Магистратура
2024/2025





Анализ данных: продвинутый уровень
Статус:
Курс обязательный (Анализ данных для государства и общества)
Направление:
39.04.01. Социология
Кто читает:
Департамент социологии
Где читается:
Санкт-Петербургская школа социальных наук
Когда читается:
2-й курс, 1, 2 модуль
Формат изучения:
без онлайн-курса
Охват аудитории:
для своего кампуса
Преподаватели:
Снарский Ярослав Александрович
Прогр. обучения:
Анализ данных для государства и общества
Язык:
русский
Кредиты:
6
Программа дисциплины
Аннотация
Данный курс является продолжением курса по анализу данных. Этот курс готовит студентов к описанию и анализу данных с использованием современных продвинутых статистических инструментов. Первый модуль посвящен теории и практике причинно-следственной связи. Темы второго модуля включают специальные случаи ограничения данных, работу с пропущенными данными, анализ выживаемости и моделирование выбора. Курс состоит из лекций\семинаров и практических занятий по каждой теме. Оценка основывается на выполнении практических заданий, двух индивидуальных проектах и итоговом экзамене
Цель освоения дисциплины
- Цель этого курса - дать обзор передовых статистических методов, которые используются для анализа данных.
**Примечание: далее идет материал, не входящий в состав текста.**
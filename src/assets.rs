//! Static files: the stylesheets and scripts seeded into a fresh build
//! directory, the favicon, and the non-article files mirrored from the
//! articles directory.

use crate::config::Config;
use crate::util::{self, at, PathError};
use regex::Regex;
use std::fmt;
use std::fs;
use std::io;
use std::path::{Path, PathBuf};
use std::sync::LazyLock;

/// Extension of article sources, which are never mirrored.
pub const SOURCE_EXTENSION: &str = "rst";

pub const FAVICON: &str = "favicon.ico";

static CSS_COMMENT: LazyLock<Regex> = LazyLock::new(|| Regex::new(r"(?s)/\*.*?\*/").unwrap());
static CSS_WHITESPACE: LazyLock<Regex> = LazyLock::new(|| Regex::new(r"\s\s+").unwrap());
static CSS_PUNCTUATION: LazyLock<Regex> =
    LazyLock::new(|| Regex::new(r"\s?([;:{},+>])\s?").unwrap());

/// Where the static sources live and where they go.
pub struct Assets<'a> {
    pub css_directory: &'a Path,
    pub js_directory: &'a Path,
    pub templates_directory: &'a Path,
    pub articles_directory: &'a Path,
    pub build_directory: &'a Path,
}

impl<'a> Assets<'a> {
    /// The static file locations of a project.
    pub fn new(config: &'a Config) -> Assets<'a> {
        Assets {
            css_directory: &config.css_directory,
            js_directory: &config.js_directory,
            templates_directory: &config.templates_directory,
            articles_directory: &config.articles_directory,
            build_directory: &config.build_directory,
        }
    }

    /// Creates the build directory with `images/`, `css/` and `js/` when it
    /// doesn't exist yet, minifying the stylesheets. A missing stylesheet or
    /// script directory is an error. An existing build directory is left
    /// alone. Returns whether it was created.
    pub fn seed_build_directory(&self) -> Result<bool> {
        if self.build_directory.exists() {
            return Ok(false);
        }

        let images = self.build_directory.join("images");
        at(&images, fs::create_dir_all(&images))?;

        for (source, name) in [(self.css_directory, "css"), (self.js_directory, "js")] {
            util::copy_dir(source, &self.build_directory.join(name))?;
        }

        for path in util::entries(&self.build_directory.join("css"))? {
            if path.extension().map_or(false, |ext| ext == "css") {
                minify_file(&path)?;
            }
        }
        Ok(true)
    }

    /// Copies `favicon.ico` from the templates directory into `images/`.
    pub fn copy_favicon(&self) -> Result<()> {
        let source = self.templates_directory.join(FAVICON);
        if !source.is_file() {
            log::warn!("No '{}', skipping", source.display());
            return Ok(());
        }
        let images = self.build_directory.join("images");
        at(&images, fs::create_dir_all(&images))?;
        at(&source, fs::copy(&source, images.join(FAVICON)))?;
        Ok(())
    }

    /// Mirrors everything in the articles directory except article sources
    /// into the build directory. Directories are removed and copied again
    /// wholesale; files are replaced one by one. Files deleted from the
    /// source are not removed from the output.
    pub fn mirror(&self) -> Result<()> {
        for source in util::entries(self.articles_directory)? {
            if source.extension().map_or(false, |ext| ext == SOURCE_EXTENSION) {
                continue;
            }
            let name = match source.file_name() {
                Some(name) => name,
                None => continue,
            };
            let target = self.build_directory.join(name);
            log::debug!("Mirroring '{}'", source.display());
            util::remove(&target)?;
            if source.is_dir() {
                util::copy_dir(&source, &target)?;
            } else {
                at(&source, fs::copy(&source, &target))?;
            }
        }
        Ok(())
    }
}

/// Strips comments and redundant whitespace from a stylesheet.
pub fn minify_css(css: &str) -> String {
    let css = CSS_COMMENT.replace_all(css, "");
    let css = CSS_WHITESPACE.replace_all(&css, " ");
    let css = CSS_PUNCTUATION.replace_all(&css, "$1");
    css.replace(";}", "}").trim().to_owned()
}

fn minify_file(path: &Path) -> Result<()> {
    let css = at(path, fs::read_to_string(path))?;
    at(path, fs::write(path, minify_css(&css)))?;
    Ok(())
}

/// The result of an asset operation.
pub type Result<T> = std::result::Result<T, Error>;

/// Represents a problem copying static files.
#[derive(Debug)]
pub enum Error {
    Io { path: PathBuf, err: io::Error },
}

impl fmt::Display for Error {
    fn fmt(&self, f: &mut fmt::Formatter) -> fmt::Result {
        match self {
            Error::Io { path, err } => write!(f, "Copying '{}': {}", path.display(), err),
        }
    }
}

impl std::error::Error for Error {
    fn source(&self) -> Option<&(dyn std::error::Error + 'static)> {
        match self {
            Error::Io { err, .. } => Some(err),
        }
    }
}

impl From<PathError> for Error {
    fn from((path, err): PathError) -> Error {
        Error::Io { path, err }
    }
}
Студенты научатся использовать эти методы на практике, а также выбирать корректные методы для специфической структуры данных и аргументированно обосновывать свой выбор
Планируемые результаты обучения
- Различает корреляцию и каузальность. Объясняет основные подходы к изучению каузальности
- Способен разработать эксперимент для оценки эффекта воздействия
- Владеет методами балансировки экспериментальной и контрольной групп, чтобы сделать их сопоставимыми для каузального вывода
- Применяет квази-экспериментальные методы в анализе результатов
- Имеет представление о DAGs и их применении в каузальном анализе
- Идентифицирует проблемы в данных.
- Получает робастные оценки путем корректировки смещения выборки
- Умеет восстанавливать пропущенные значения путем множественной импутации.
- Использует метод максимального правдоподобия и модели дискретного выбора.
- Моделирует временного измерение в данных
Содержание учебной дисциплины
- Основы причинно-следственного вывода
- Рандомизированные эксперименты
- Наблюдаемые данные (observational studies) и каузальный вывод
- Квази-экспериментальные методы
- Ненаправленные графы (directed acyclic graphs)
- Проблемы данных: что может пойти не так?
- Корректировка смещения выборки
- Работа с пропущенными данными.
- Метод максимального правдоподобия
- Модели длительности
Элементы контроля
- Проект 1Студенты должны продемонстрировать свои навыки применения методов причинно-следственного вывода и обосновать свой выбор метода.
- ЭкзаменЭкзамен проводится в форме самостоятельной домашней работы. На выполнение заданий отводится 48 часов Работы, сданные после дедлайна, штрафуются на 1 балл за каждый час просрочки
- Домашние задания (практика)По каждой изученной теме студенты получают домашнее задание. Задание оценивается по 10-бальной шкале Срок выполнения задания - одна неделя. В случае нарушения срока штраф 1 балл за каждую неделю просрочки
- Проект 2Проект потребует от студентов продемонстрировать навыки работы с пропущенными значениями и подходами, основанными на методе максимального правдоподобия.
Промежуточная аттестация
- 2024/2025 учебный год 2 модуль0.4 * Домашние задания (практика) + 0.2 * Проект 1 + 0.2 * Проект 2 + 0.2 * Экзамен
Список литературы
Рекомендуемая основная литература
- Advanced statistics in research : reading, understanding, and writing up data analysis results, Hatcher, L., 2013
- An introduction to statistical methods and data analysis, Ott, R. L., 2001
- Cramer D. Advanced Quantitative Data Analysis. 2003.
- Data analysis using regression and multilevel/hierarchical models, Gelman, A., 2009
- Horowitz, J. L. (2018). Bootstrap Methods in Econometrics. Retrieved from http://search.ebscohost.com/login.aspx?direct=true&site=eds-live&db=edsarx&AN=edsarx.1809.04016
- Regression and other stories, Gelman, A., 2021
- The book of why : the new science of cause and effect, Pearl, J., 2018
Рекомендуемая дополнительная литература
- Aguirregabiria, V., & Carro, J. M. (2021). Identification of Average Marginal Effects in Fixed Effects Dynamic Discrete Choice Models.
- Gelman, A., & Hill, J. (2007). Data Analysis Using Regression and Multilevel/Hierarchical Models. Cambridge University Press.